Avec d'une part le travail magistral de Moishe Postone, et d'autre part les groupes allemands et autrichiens comme Krisis, Exit !, Streifzüge avec des théoriciens comme Robert Kurz, Roswitha Scholz, Norbert Trenkle, Anselm Jappe, Gérard Briche, Ernst Lohoff, et plusieurs autres auteurs, de nouvelles lectures de l'œuvre de la maturité de Marx sont apparues durant les deux dernières décennies. La relecture opérée par Robert Kurz (1943-2012), principal théoricien de la « Critique de valeur » (wertkritik) ou encore appelée théorie critique de la « dissociation-valeur », a cherché avec Marx mais aussi au-delà de Marx, à renouveler les fondements d'une théorie critique radicale de l'économie politique au XXIe siècle.  


A la différence des lectures traditionnelles de Marx avec lesquelles elle rompt, cette nouvelle critique s'est en grande partie faite remarquée pour avoir articulé une approche théorique qui porte une attention particulière au caractère fétichiste de la production de marchandises, à la dimension abstraite de tout travail (le travail abstrait), à la distinction entre valeur et richesse matérielle et à la nature du capital comme « sujet automate » (la formule est de Marx lui-même). Le capitalisme est ici interprété comme une forme historique de fétichisme. Ainsi, à la différence des marxismes traditionnels, les sujets principaux du capitalisme ne sont ni le prolétariat, ni la bourgeoisie, mais plutôt le fétiche-capital lui-même (la valeur qui s'autovalorise) que paradoxalement nous ne cessons de constituer au quotidien au travers de nos rapports sociaux. Un des points centraux de ce nouveau travail théorique a été de développer une critique du capitalisme qui ne s'arrête pas au niveau des antagonismes de classes sociologiques, à la question des rapports de distribution et de propriété privée des moyens de production. La classe capitaliste gère un processus de production de marchandises à son propre profit, mais n'en est pas l'auteur ni le maître. Travailleurs et capitalistes ne sont que les fonctionnaires d'un processus fétichiste qui à la fois les dépasse et ne cesse d'être constitué par eux. La lutte des classes si elle existe bel et bien, en affirmant positivement le travail et le point de vue de la classe prolétaire, n'est en réalité qu'une lutte d'intérêts toujours constitués à l'intérieur des formes de vie et de socialisation capitalistes.

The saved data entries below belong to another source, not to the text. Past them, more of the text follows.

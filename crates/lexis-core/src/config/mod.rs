//! Configuration system for lexis.

use serde::{Deserialize, Serialize};
use std::path::PathBuf;
use strum::{Display, EnumString};

use crate::error::{LexisError, LexisResult};

/// Tunable constants of the continuous half-life model.
#[derive(Debug, Clone, PartialEq, Serialize, Deserialize)]
#[serde(default)]
pub struct MemoryModelParams {
    /// Regression intercept.
    pub intercept: f64,
    /// Difficulty coefficient.
    pub k_difficulty: f64,
    /// Success-count coefficient.
    pub k_success: f64,
    /// Failure-count coefficient.
    pub k_failure: f64,
    /// Exponent applied to the previous half-life.
    pub k_half_life: f64,
    /// Lower clamp for half-life and interval, in hours.
    pub min_half_life_hours: f64,
    /// Upper clamp for half-life and interval, in hours.
    pub max_half_life_hours: f64,
    /// Recall probability the optimal interval aims for.
    pub target_recall: f64,
    /// Difficulty used when neither the sense nor the item has one.
    pub default_difficulty: f64,
    /// Multiplier applied to the new half-life after a fuzzy judgment.
    pub fuzzy_penalty: f64,
    /// Fraction of the optimal interval used after a failed recall.
    pub failure_interval_factor: f64,
}

impl Default for MemoryModelParams {
    fn default() -> Self {
        Self {
            intercept: -0.5,
            k_difficulty: 1.2,
            k_success: 0.2,
            k_failure: 0.1,
            k_half_life: 0.5,
            min_half_life_hours: 4.0,
            max_half_life_hours: 720.0,
            target_recall: 0.9,
            default_difficulty: 0.5,
            fuzzy_penalty: 0.8,
            failure_interval_factor: 0.25,
        }
    }
}

/// Interval table of the legacy stage scheduler.
#[derive(Debug, Clone, PartialEq, Serialize, Deserialize)]
#[serde(default)]
pub struct StageParams {
    /// Interval for stage 0, in hours.
    pub initial_interval_hours: f64,
    /// Interval for stage 1, in hours.
    pub base_interval_hours: f64,
    /// Growth per stage above 1.
    pub growth_factor: f64,
    /// Longest interval any stage may reach, in hours.
    pub max_interval_hours: f64,
}

impl Default for StageParams {
    fn default() -> Self {
        Self {
            initial_interval_hours: 4.0,
            base_interval_hours: 24.0,
            growth_factor: 2.5,
            // 100 years
            max_interval_hours: 876_000.0,
        }
    }
}

/// How plan-scoped selection orders candidates.
#[derive(
    Debug, Clone, Copy, Default, PartialEq, Eq, Serialize, Deserialize, Display, EnumString,
)]
#[strum(serialize_all = "snake_case", ascii_case_insensitive)]
#[serde(rename_all = "snake_case")]
pub enum PlanOrdering {
    /// Earliest `next_review_at` first, never-reviewed last, then shuffled.
    #[default]
    DueAware,
    /// Lowest sense id first.
    Sequential,
}

/// Selection settings.
#[derive(Debug, Clone, Default, PartialEq, Serialize, Deserialize)]
#[serde(default)]
pub struct SelectionConfig {
    pub plan_ordering: PlanOrdering,
}

/// Main lexis configuration.
#[derive(Debug, Clone, PartialEq, Serialize, Deserialize)]
#[serde(default)]
pub struct LexisConfig {
    /// Path to the SQLite database.
    pub database_path: PathBuf,
    pub memory_model: MemoryModelParams,
    pub stage: StageParams,
    pub selection: SelectionConfig,
}

impl Default for LexisConfig {
    fn default() -> Self {
        let lexis_dir = dirs::home_dir()
            .map(|h| h.join(".lexis"))
            .unwrap_or_else(|| PathBuf::from(".lexis"));

        Self {
            database_path: lexis_dir.join("lexis.db"),
            memory_model: MemoryModelParams::default(),
            stage: StageParams::default(),
            selection: SelectionConfig::default(),
        }
    }
}

impl LexisConfig {
    /// Load configuration from a file (TOML, JSON, or YAML).
    pub fn from_file(path: impl AsRef<std::path::Path>) -> LexisResult<Self> {
        let content = std::fs::read_to_string(path.as_ref())?;
        let ext = path.as_ref().extension().and_then(|e| e.to_str());

        let config: Self = match ext {
            Some("toml") => {
                toml::from_str(&content).map_err(|e| LexisError::Configuration(e.to_string()))?
            }
            Some("json") => serde_json::from_str(&content)
                .map_err(|e| LexisError::Configuration(e.to_string()))?,
            Some("yaml" | "yml") => serde_yaml::from_str(&content)
                .map_err(|e| LexisError::Configuration(e.to_string()))?,
            _ => {
                return Err(LexisError::Configuration(
                    "Unsupported config file format. Use .toml, .json, or .yaml".to_string(),
                ))
            }
        };

        config.validate()?;
        Ok(config)
    }

    /// Load configuration from environment variables.
    ///
    /// Unparseable values are ignored and the default kept.
    pub fn from_env() -> Self {
        let mut config = Self::default();

        if let Ok(path) = std::env::var("LEXIS_DB_PATH") {
            config.database_path = PathBuf::from(path);
        }
        if let Ok(order) = std::env::var("LEXIS_PLAN_ORDER") {
            match order.parse() {
                Ok(ordering) => config.selection.plan_ordering = ordering,
                Err(_) => tracing::warn!(value = %order, "Ignoring unknown LEXIS_PLAN_ORDER"),
            }
        }
        if let Ok(target) = std::env::var("LEXIS_TARGET_RECALL") {
            match target.parse::<f64>() {
                Ok(t) if t > 0.0 && t < 1.0 => config.memory_model.target_recall = t,
                _ => tracing::warn!(value = %target, "Ignoring invalid LEXIS_TARGET_RECALL"),
            }
        }

        config
    }

    /// Build configuration using builder pattern.
    pub fn builder() -> LexisConfigBuilder {
        LexisConfigBuilder::default()
    }

    /// Check that the numeric parameters describe a usable model.
    pub fn validate(&self) -> LexisResult<()> {
        let m = &self.memory_model;
        if m.min_half_life_hours <= 0.0 || m.min_half_life_hours > m.max_half_life_hours {
            return Err(LexisError::Configuration(format!(
                "Half-life bounds must satisfy 0 < min <= max (got {} and {})",
                m.min_half_life_hours, m.max_half_life_hours
            )));
        }
        if !(m.target_recall > 0.0 && m.target_recall < 1.0) {
            return Err(LexisError::Configuration(format!(
                "target_recall must be in (0, 1), got {}",
                m.target_recall
            )));
        }
        if self.stage.initial_interval_hours <= 0.0 || self.stage.base_interval_hours <= 0.0 {
            return Err(LexisError::Configuration(
                "Stage intervals must be positive".to_string(),
            ));
        }
        if self.stage.max_interval_hours < self.stage.initial_interval_hours
            || self.stage.max_interval_hours < self.stage.base_interval_hours
        {
            return Err(LexisError::Configuration(format!(
                "Stage max interval must cover the initial and base intervals, got {}",
                self.stage.max_interval_hours
            )));
        }
        if self.stage.growth_factor < 1.0 {
            return Err(LexisError::Configuration(format!(
                "Stage growth factor must be at least 1, got {}",
                self.stage.growth_factor
            )));
        }
        Ok(())
    }
}

/// Builder for LexisConfig.
#[derive(Default)]
pub struct LexisConfigBuilder {
    config: LexisConfig,
}

impl LexisConfigBuilder {
    /// Set the database path.
    pub fn database_path(mut self, path: impl Into<PathBuf>) -> Self {
        self.config.database_path = path.into();
        self
    }

    /// Set the memory model parameters.
    pub fn memory_model(mut self, params: MemoryModelParams) -> Self {
        self.config.memory_model = params;
        self
    }

    /// Set the stage scheduler parameters.
    pub fn stage(mut self, params: StageParams) -> Self {
        self.config.stage = params;
        self
    }

    /// Set plan ordering.
    pub fn plan_ordering(mut self, ordering: PlanOrdering) -> Self {
        self.config.selection.plan_ordering = ordering;
        self
    }

    /// Build the configuration.
    pub fn build(self) -> LexisConfig {
        self.config
    }
}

Ainsi à l'inverse de l'anticapitalisme tronqué, la critique de la valeur ose enfin critiquer le système dans sa totalité, et d'abord critiquer pour la première fois son principe de synthèse sociale, le travail en tant que tel, dans ses deux dimensions concrète et abstraite, comme activité socialement médiatisante et historiquement spécifique au seul capitalisme, et non comme simple activité instrumentale, naturelle et transhistorique, comme si le travail était l'essence générique de l'homme qui serait captée extérieurement par le capital. Comme si encore le travail n'était que l'activité transhistorique du métabolisme entre l'homme et la nature. L'économie est une réalité sociale qui émerge et existe comme telle que dans les sociétés capitalistes à partir des XIVe et XVe siècles. C'est le double caractère du travail et non le marché, le rapport social de domination d'une classe sur une autre et la propriété privée des moyens de production, qui constitue le noyau du capitalisme. Dans la société capitaliste seulement, le travail abstrait se représente dans la valeur, la valeur est l'objectivation d'un lien social aliéné, elle est donc historiquement spécifique qu'à la seule formation sociale capitaliste. Dans cette compréhension encore, la valeur n'est pas limitée à la seule « sphère économique », mais impose sa structure à toute la société, elle est une forme sociale de vie et de socialisation, un « fait social total ». La valeur d'échange d'une marchandise n'est que l'expression, la forme visible, de la valeur « invisible ».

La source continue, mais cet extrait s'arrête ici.